プレスリリース 2016年

ソフトバンク・ビジョン・ファンドの設立について~サウジアラビア王国のパブリック・インベストメント・ファンドとの戦略的提携~

2016年10月14日
ソフトバンクグループ株式会社

ソフトバンクグループ株式会社(以下「当社」)は、グローバルにテクノロジー分野へ出資することを目的に、ソフトバンク・ビジョン・ファンド(仮称)(以下「本ファンド」)を設立することを決定しましたのでお知らせします。本ファンドは、当社子会社により英国で運営される予定で、当社と共に出資する資金パートナーと、過去最大級※1の規模を目指します。

当社は、今後5年間で少なくとも250億米ドル※2(約2.6兆円)を本ファンドに出資する予定です。また、当社は、2016年10月12日付で、サウジアラビア王国のパブリック・インベストメント・ファンド(以下「PIF」)との間で、PIFが今後5年間で最大450億米ドル(約4.7兆円)の出資を実施する可能性のもと、主要な資金パートナーとして本ファンドへの出資を検討することについて、覚書を交わしました。さらに、本ファンドへの出資を目的に、複数のグローバルな大手投資家たちと協議中です。本ファンドの総額は、1,000億米ドル(約10兆円)の規模となる可能性があります。

当社は、本ファンドを通じた投資活動の付加価値を高めるために、当社の持つ事業ノウハウやグループ企業のネットワークを活用していきます。

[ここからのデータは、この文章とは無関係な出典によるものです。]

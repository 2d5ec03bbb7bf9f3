use super::displacement::displaced_structure;
use crate::core::calc::calculation::{Calculation, ModeNumber};
use crate::core::calc::method::Method;
use crate::core::calc::request::CalculationRequest;
use crate::core::calc::traits::{Calculator, ConformerGenerator};
use crate::core::models::structure::Structure;
use crate::engine::context::ValidationContext;
use crate::engine::error::EngineError;
use crate::engine::progress::Progress;
use tracing::{error, info, instrument, warn};

/// Optimizes `structure` in place at `method`.
///
/// On success the atoms and energy are replaced by the optimized ones and the
/// graph is rebuilt. On failure the graph is cleared, so the structure
/// matches nothing.
fn optimise<C, G>(
    structure: &mut Structure,
    context: &ValidationContext<'_, C, G>,
    method: &Method,
    name: String,
) where
    C: Calculator + ?Sized,
    G: ConformerGenerator + ?Sized,
{
    let calc = context.run_calculation(&CalculationRequest::optimization(
        name,
        structure,
        method,
        context.config.n_cores,
    ));

    match calc.final_atoms() {
        Ok(atoms) => {
            structure.set_atoms(atoms.to_vec());
            structure.energy = calc.energy();
            structure.make_graph(context.config.graph_tolerance);
        }
        Err(e) => {
            error!(structure = %structure.name, "Displaced optimization failed: {}", e);
            structure.graph = None;
        }
    }
}

/// Whether the optimized displaced structures are the reactant and product,
/// in either assignment.
pub fn links_reactant_and_product(
    forward: &Structure,
    backward: &Structure,
    reactant: &Structure,
    product: &Structure,
) -> bool {
    if forward.atoms.is_empty() || backward.atoms.is_empty() {
        warn!("Atoms not set in the displaced structures; cannot check isomorphism.");
        return false;
    }

    if backward.is_isomorphic_to(reactant) && forward.is_isomorphic_to(product) {
        info!("Forward displacement leads to products and backward to reactants.");
        return true;
    }
    if forward.is_isomorphic_to(reactant) && backward.is_isomorphic_to(product) {
        info!("Backward displacement leads to products and forward to reactants.");
        return true;
    }
    false
}

/// Whether the primary imaginary mode links the reactant and product.
///
/// Both displaced geometries are optimized at `method` and compared with the
/// reactant and product by graph isomorphism. If they do not match, both are
/// re-optimized at the context's low-level method and compared once more.
/// Conformers of the reactant and product are populated first but do not
/// enter the comparison.
#[instrument(skip_all, name = "linkage_task", fields(calc = %calc.name))]
pub fn run<C, G>(
    calc: &Calculation,
    reactant: &mut Structure,
    product: &mut Structure,
    context: &ValidationContext<'_, C, G>,
    method: &Method,
) -> Result<bool, EngineError>
where
    C: Calculator + ?Sized,
    G: ConformerGenerator + ?Sized,
{
    info!("Displacing along the imaginary mode to check it links reactants and products.");

    context.conformers.populate_conformers(reactant);
    context.conformers.populate_conformers(product);
    reactant.ensure_graph(context.config.graph_tolerance);
    product.ensure_graph(context.config.graph_tolerance);

    let magnitude = context.config.linkage_displacement_magnitude;
    let mode = ModeNumber::PRIMARY_IMAGINARY;
    let forward = displaced_structure(calc, mode, magnitude, &format!("{}_forwards", calc.name))?;
    let backward =
        displaced_structure(calc, mode, -magnitude, &format!("{}_backwards", calc.name))?;
    let (Some(mut forward), Some(mut backward)) = (forward, backward) else {
        return Ok(false);
    };

    for structure in [&mut forward, &mut backward] {
        let name = structure.name.clone();
        optimise(structure, context, method, name);
    }
    if links_reactant_and_product(&forward, &backward, reactant, product) {
        return Ok(true);
    }

    // The two levels of theory need not share minima.
    context.reporter.report(Progress::Message(format!(
        "Re-optimizing displaced structures with {}",
        context.low_method
    )));
    for structure in [&mut forward, &mut backward] {
        let name = format!("{}_ll_opt", structure.name);
        optimise(structure, context, context.low_method, name);
    }
    if links_reactant_and_product(&forward, &backward, reactant, product) {
        return Ok(true);
    }

    let edges = |s: &Structure| s.graph.as_ref().map(|g| g.edges());
    info!(forward_edges = ?edges(&forward), backward_edges = ?edges(&backward), "Displaced structures do not link reactants and products.");
    Ok(false)
}
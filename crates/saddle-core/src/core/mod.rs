//! # Core Module
//!
//! Fundamental building blocks for transition-state validation.
//!
//! ## Architecture
//!
//! - **Molecular Representation** ([`models`]) - Atoms, structures and declared bond rearrangements
//! - **External Calculations** ([`calc`]) - Methods, requests, results and the `Calculator` trait
//! - **Connectivity** ([`graph`]) - Distance-based bond graphs and chemical isomorphism
//! - **File I/O** ([`io`]) - XYZ structures and archived calculation outputs
//! - **Utilities** ([`utils`]) - Element data and normal-mode geometry helpers

pub mod calc;
pub mod graph;
pub mod io;
pub mod models;
pub mod utils;
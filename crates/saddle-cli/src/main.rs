mod archive;
mod cli;
mod commands;
mod config;
mod error;
mod logging;
mod utils;

use crate::cli::{Cli, Commands};
use crate::error::Result;
use clap::Parser;
use tracing::{debug, error, info};

fn main() {
    if let Err(e) = run_app() {
        eprintln!("\n❌ Error: {}", e);
        std::process::exit(1);
    }
}

fn run_app() -> Result<()> {
    let cli = Cli::parse();
    logging::setup_logging(cli.verbose, cli.quiet, cli.log_file.clone())?;

    info!("🚀 Saddlecheck CLI v{} starting up.", env!("CARGO_PKG_VERSION"));
    debug!("Full CLI arguments parsed: {:?}", &cli);

    let command_result = match cli.command {
        Commands::Screen(args) => {
            info!("Dispatching to 'screen' command.");
            commands::screen::run(args)
        }
        Commands::Validate(args) => {
            info!("Dispatching to 'validate' command.");
            commands::validate::run(args)
        }
    };

    match &command_result {
        Ok(report) => {
            info!(
                valid = report.valid,
                decided_by = %report.decided_by,
                "✅ Command completed successfully."
            );
        }
        Err(e) => {
            error!("❌ Command failed: {}", e);
        }
    }

    command_result.map(|_| ())
}
//! # Workflows Module
//!
//! High-level entry points for validating the imaginary mode of a
//! transition-state candidate.
//!
//! ## Overview
//!
//! Workflows tie the engine tasks together in order of increasing cost. Each
//! entry point takes the calculation method explicitly; resolving a default
//! method is left to the caller.
//!
//! - **Validation Workflow** ([`validate`]) - The quick screen on its own, and
//!   the full pipeline escalating from the screen to the displacement check
//!   and finally to the optimization-based linkage check.

pub mod validate;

サウジアラビア王国副皇太子で、PIFのチェアマンでもあるムハンマド・ビン・サルマンは、以下のように述べています。
「パブリック・インベストメント・ファンドは、国内外での出資により、長期にわたって魅力的な投資利益を得ること、また、多様な知識集約型産業を発展させるという、サウジアラビア王国が掲げるビジョン2030の戦略をサポートすることに注力しています。われわれは、長い歴史とテクノロジー業界での人脈を持ち、高い投資実績のあるソフトバンクグループと覚書を交わしたことをうれしく思います」

当社代表取締役社長の孫 正義は、本ファンドの設立について以下のように述べています。
「ソフトバンク・ビジョン・ファンドの設立により、世界中のテクノロジー企業への出資をさらに推し進めることができます。本ファンドは、今後10年でテクノロジー分野において最大級のプレイヤーとなることでしょう。われわれは、出資先のテクノロジー企業の発展に寄与することで、情報革命をさらに加速させていきます」

ソフトバンクグループのHead of Strategic Financeのラジーブ・ミスラは、本ファンド設立のプロジェクトを主導しています。元ドイツ銀行のニザール・アルバサム、元ゴールドマン・サックスのパートナーのダリンチ・アリバーヌが本プロジェクトに参画しています。

[注]
  • ※1
    当社調べ(Private Equity Internationalが公表するPrivate Equityファンドランキングを基に主要なPrivate Equityファンドを選定。2016年10月12日時点で確認可能な各ファンドの開示情報から、直近のPrivate Equity投資分野における運用金額を比較)
  • ※2
    1米ドル=104.58円(2016年10月13日時点)で換算。以下同じ。

パブリック・インベストメント・ファンド(PIF)について

サウジアラビア王国のパブリック・インベストメント・ファンドは、国家経済にとって戦略的に重要なプロジェクトの資金援助を目的に1971年に設立されました。同国政府が保有する、同国の重要な複数の優良大企業株式の保有・運用など、他の分野においてもその役割を展開してきました。また、PIFは同国内でのイノベーション、多角化、原油以外のセクターでの発展をサポートするため、多くの会社の設立・運営をしてきました。さらに、政府が保有する二国間・多国間の海外企業の株式の保有・運営をするとともに、異なるアセットクラスにおいても、国際的に厳選投資をしています。PIFは、大きな組織再編を経て、その管轄は2015年3月以降、同王国財務省からサウジアラビア王国副皇太子ムハンマド・ビン・サルマン率いるThe Council of Economic and Development Affairs (CEDA)へ移管されています。また、同副皇太子によるリーダーシップの下、PIFの長期的投資戦略は、同王国のビジョン2030と連動するように改定されています。

  • 本プレスリリースは、当社の活動実績について一般に公表するためのものであり、投資勧誘を目的として作成されたものではありません。